__Work request__:
From the entries that follow, gather each line holding the word "PostResult".
^^^^
//! Discord REST API client.
//!
//! Implements [`Destination`] over the v10 HTTP API with a bot token.
//! Every response is classified into success or a [`PostFailure`]; retrying
//! is the poster's job, not this client's.

use std::fs;
use std::time::Duration;

use reqwest::header::RETRY_AFTER;
use reqwest::multipart::{Form, Part};
use reqwest::{Client, RequestBuilder, Response, StatusCode};
use serde::{Deserialize, Serialize};

use crate::domain::{
    AppError, ChannelHandle, Destination, Embed, MessageHandle, OutgoingMessage, PostFailure,
    PostResult, PostTarget, Result, ThreadHandle,
};

/// Channel type codes used by the API.
const GUILD_TEXT: u8 = 0;
const GUILD_CATEGORY: u8 = 4;

/// Category new channels are placed in, when it exists.
const TEXT_CHANNELS_CATEGORY: &str = "Text Channels";

#[derive(Debug, Deserialize)]
struct RawGuild {
    id: String,
    name: String,
}

#[derive(Debug, Deserialize)]
struct RawChannel {
    id: String,
    #[serde(rename = "type")]
    kind: u8,
    #[serde(default)]
    name: Option<String>,
}

#[derive(Debug, Deserialize)]
struct RawId {
    id: String,
}

#[derive(Debug, Default, Deserialize)]
struct RawApiError {
    #[serde(default)]
    message: Option<String>,
    #[serde(default)]
    retry_after: Option<f64>,
}

#[derive(Debug, Serialize)]
struct AllowedMentions {
    parse: [&'static str; 0],
}

#[derive(Debug, Serialize)]
struct AttachmentSlot {
    id: usize,
    filename: String,
}

#[derive(Debug, Serialize)]
struct MessagePayload {
    content: String,
    #[serde(skip_serializing_if = "Vec::is_empty")]
    embeds: Vec<Embed>,
    allowed_mentions: AllowedMentions,
    #[serde(skip_serializing_if = "Vec::is_empty")]
    attachments: Vec<AttachmentSlot>,
}

#[derive(Debug, Serialize)]
struct CreateChannelPayload<'a> {
    name: &'a str,
    #[serde(rename = "type")]
    kind: u8,
    #[serde(skip_serializing_if = "Option::is_none")]
    parent_id: Option<String>,
}

#[derive(Debug, Serialize)]
struct StartThreadPayload<'a> {
    name: &'a str,
}

/// A bot session bound to one Discord server.
pub struct DiscordClient {
    client: Client,
    api_base: String,
    token: String,
    guild_id: String,
}

impl DiscordClient {
    /// Connects and selects the server the import goes to.
    ///
    /// With no server name the bot must be a member of exactly one server.
    ///
    /// # Errors
    /// Returns a config error if the server cannot be determined.
    pub async fn connect(api_base: &str, token: &str, server: Option<&str>) -> Result<Self> {
        let mut client = Self {
            client: Client::new(),
            api_base: api_base.trim_end_matches('/').to_string(),
            token: token.to_string(),
            guild_id: String::new(),
        };

        let guilds: Vec<RawGuild> = client
            .call_json(client.request(reqwest::Method::GET, "/users/@me/guilds"))
            .await
            .map_err(|e| AppError::Config {
                message: format!("Unable to list Discord servers: {e}"),
            })?;

        let candidates: Vec<&RawGuild> = match server {
            Some(name) => guilds.iter().filter(|g| g.name == name).collect(),
            None => guilds.iter().collect(),
        };
        let suffix = server.map(|n| format!(" with name {n}")).unwrap_or_default();

        let guild = match candidates.as_slice() {
            [only] => *only,
            [] => {
                return Err(AppError::Config {
                    message: format!("Unable to find Discord server{suffix}"),
                })
            }
            many => {
                return Err(AppError::Config {
                    message: format!(
                        "Unable to find unique Discord server{suffix}: {:?}",
                        many.iter().map(|g| g.name.as_str()).collect::<Vec<_>>()
                    ),
                })
            }
        };

        tracing::info!(server = %guild.name, id = %guild.id, "Connected to Discord server");
        client.guild_id.clone_from(&guild.id);
        Ok(client)
    }

    fn request(&self, method: reqwest::Method, path: &str) -> RequestBuilder {
        self.client
            .request(method, format!("{}{path}", self.api_base))
            .header("Authorization", format!("Bot {}", self.token))
    }

    async fn call(&self, request: RequestBuilder) -> PostResult<Response> {
        let resp = request
            .send()
            .await
            .map_err(|e| PostFailure::Transient(format!("request failed: {e}")))?;

        let status = resp.status();
        if status.is_success() {
            return Ok(resp);
        }

        let header_retry = resp
            .headers()
            .get(RETRY_AFTER)
            .and_then(|v| v.to_str().ok())
            .and_then(|v| v.parse::<f64>().ok());
        let body = resp.text().await.unwrap_or_default();
        let api_error: RawApiError = serde_json::from_str(&body).unwrap_or_default();

        Err(classify(status, header_retry, api_error, &body))
    }

    async fn call_json<T: for<'de> Deserialize<'de>>(&self, request: RequestBuilder) -> PostResult<T> {
        self.call(request)
            .await?
            .json::<T>()
            .await
            .map_err(|e| PostFailure::Transient(format!("unexpected response body: {e}")))
    }

    async fn guild_channels(&self) -> PostResult<Vec<RawChannel>> {
        let path = format!("/guilds/{}/channels", self.guild_id);
        self.call_json(self.request(reqwest::Method::GET, &path)).await
    }
}

impl Destination for DiscordClient {
    async fn find_channel(&self, name: &str) -> PostResult<Option<ChannelHandle>> {
        let channels = self.guild_channels().await?;
        let matching: Vec<&RawChannel> = channels
            .iter()
            .filter(|c| c.kind == GUILD_TEXT && c.name.as_deref() == Some(name))
            .collect();

        match matching.as_slice() {
            [] => Ok(None),
            [only] => Ok(Some(ChannelHandle(only.id.clone()))),
            many => Err(PostFailure::Permanent(format!(
                "found multiple Discord channels named {name}: {:?}",
                many.iter().map(|c| c.id.as_str()).collect::<Vec<_>>()
            ))),
        }
    }

    async fn create_channel(&self, name: &str) -> PostResult<ChannelHandle> {
        let parent_id = self
            .guild_channels()
            .await?
            .into_iter()
            .find(|c| c.kind == GUILD_CATEGORY && c.name.as_deref() == Some(TEXT_CHANNELS_CATEGORY))
            .map(|c| c.id);
        if parent_id.is_none() {
            tracing::warn!("No \"{TEXT_CHANNELS_CATEGORY}\" category, new channel will not be in a category");
        }

        let path = format!("/guilds/{}/channels", self.guild_id);
        let payload = CreateChannelPayload {
            name,
            kind: GUILD_TEXT,
            parent_id,
        };
        let created: RawId = self
            .call_json(self.request(reqwest::Method::POST, &path).json(&payload))
            .await?;

        Ok(ChannelHandle(created.id))
    }

    async fn send_message(
        &self,
        target: &PostTarget,
        message: &OutgoingMessage,
    ) -> PostResult<MessageHandle> {
        let channel_id = match target {
            PostTarget::Channel(c) => &c.0,
            PostTarget::Thread(t) => &t.0,
        };
        let path = format!("/channels/{channel_id}/messages");

        let payload = MessagePayload {
            content: message.content.clone(),
            embeds: message.embeds.clone(),
            allowed_mentions: AllowedMentions { parse: [] },
            attachments: message
                .files
                .iter()
                .enumerate()
                .map(|(id, f)| AttachmentSlot {
                    id,
                    filename: f.filename.clone(),
                })
                .collect(),
        };

        let request = self.request(reqwest::Method::POST, &path);
        let request = if message.files.is_empty() {
            request.json(&payload)
        } else {
            request.multipart(multipart_form(&payload, message)?)
        };

        let posted: RawId = self.call_json(request).await?;
        Ok(MessageHandle(posted.id))
    }

    async fn start_thread(
        &self,
        channel: &ChannelHandle,
        message: &MessageHandle,
        name: &str,
    ) -> PostResult<ThreadHandle> {
        let path = format!("/channels/{}/messages/{}/threads", channel.0, message.0);
        let created: RawId = self
            .call_json(
                self.request(reqwest::Method::POST, &path)
                    .json(&StartThreadPayload { name }),
            )
            .await?;

        Ok(ThreadHandle(created.id))
    }
}

fn multipart_form(payload: &MessagePayload, message: &OutgoingMessage) -> PostResult<Form> {
    let json = serde_json::to_string(payload)
        .map_err(|e| PostFailure::Permanent(format!("cannot encode message: {e}")))?;
    let payload_part = Part::text(json)
        .mime_str("application/json")
        .map_err(|e| PostFailure::Permanent(e.to_string()))?;

    let mut form = Form::new().part("payload_json", payload_part);
    for (i, file) in message.files.iter().enumerate() {
        let bytes = fs::read(&file.path).map_err(|e| {
            PostFailure::Permanent(format!("cannot read {}: {e}", file.path.display()))
        })?;
        form = form.part(
            format!("files[{i}]"),
            Part::bytes(bytes).file_name(file.filename.clone()),
        );
    }

    Ok(form)
}

/// Maps an unsuccessful response onto the retry taxonomy.
fn classify(
    status: StatusCode,
    header_retry: Option<f64>,
    api_error: RawApiError,
    body: &str,
) -> PostFailure {
    let detail = api_error
        .message
        .unwrap_or_else(|| body.chars().take(200).collect());

    if status == StatusCode::TOO_MANY_REQUESTS {
        let retry_after = api_error
            .retry_after
            .or(header_retry)
            .filter(|secs| secs.is_finite() && *secs >= 0.0)
            .map(Duration::from_secs_f64);
        return PostFailure::RateLimited { retry_after };
    }

    if status.is_server_error() {
        PostFailure::Transient(format!("HTTP {status}: {detail}"))
    } else {
        PostFailure::Permanent(format!("HTTP {status}: {detail}"))
    }
}

#[cfg(test)]
mod tests {
    use super::*;
    use crate::domain::UploadFile;

    #[test]
    fn test_classify_rate_limit_prefers_body() {
        let failure = classify(
            StatusCode::TOO_MANY_REQUESTS,
            Some(9.0),
            RawApiError {
                message: Some("You are being rate limited.".into()),
                retry_after: Some(1.5),
            },
            "",
        );
        assert_eq!(
            failure,
            PostFailure::RateLimited {
                retry_after: Some(Duration::from_millis(1500))
            }
        );
    }

    #[test]
    fn test_classify_rate_limit_header_fallback() {
        let failure = classify(StatusCode::TOO_MANY_REQUESTS, Some(2.0), RawApiError::default(), "");
        assert_eq!(
            failure,
            PostFailure::RateLimited {
                retry_after: Some(Duration::from_secs(2))
            }
        );
    }

    #[test]
    fn test_classify_server_and_client_errors() {
        let transient = classify(StatusCode::BAD_GATEWAY, None, RawApiError::default(), "oops");
        assert!(matches!(transient, PostFailure::Transient(_)));

        let forbidden = classify(
            StatusCode::FORBIDDEN,
            None,
            RawApiError {
                message: Some("Missing Permissions".into()),
                retry_after: None,
            },
            "",
        );
        assert_eq!(
            forbidden,
            PostFailure::Permanent("HTTP 403 Forbidden: Missing Permissions".into())
        );
    }

    #[test]
    fn test_payload_disables_mentions() {
        let payload = MessagePayload {
            content: "hi @everyone".into(),
            embeds: Vec::new(),
            allowed_mentions: AllowedMentions { parse: [] },
            attachments: vec![AttachmentSlot {
                id: 0,
                filename: "a.png".into(),
            }],
        };
        let json = serde_json::to_value(&payload).unwrap();
        assert_eq!(json["allowed_mentions"]["parse"], serde_json::json!([]));
        assert_eq!(json["attachments"][0]["filename"], "a.png");
        assert!(json.get("embeds").is_none());
    }

    #[test]
    fn test_multipart_missing_file_is_permanent() {
        let message = OutgoingMessage {
            content: "file".into(),
            embeds: Vec::new(),
            files: vec![UploadFile {
                path: "/nonexistent/a.png".into(),
                filename: "a.png".into(),
            }],
        };
        let payload = MessagePayload {
            content: message.content.clone(),
            embeds: Vec::new(),
            allowed_mentions: AllowedMentions { parse: [] },
            attachments: Vec::new(),
        };
        assert!(matches!(
            multipart_form(&payload, &message),
            Err(PostFailure::Permanent(_))
        ));
    }
}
^^^^
__Answer to this problem__:
    PostResult, PostTarget, Result, ThreadHandle,
    async fn call(&self, request: RequestBuilder) -> PostResult<Response> {
    async fn call_json<T: for<'de> Deserialize<'de>>(&self, request: RequestBuilder) -> PostResult<T> {
    async fn guild_channels(&self) -> PostResult<Vec<RawChannel>> {
    async fn find_channel(&self, name: &str) -> PostResult<Option<ChannelHandle>> {
    async fn create_channel(&self, name: &str) -> PostResult<ChannelHandle> {
    ) -> PostResult<MessageHandle> {
    ) -> PostResult<ThreadHandle> {
fn multipart_form(payload: &MessagePayload, message: &OutgoingMessage) -> PostResult<Form> {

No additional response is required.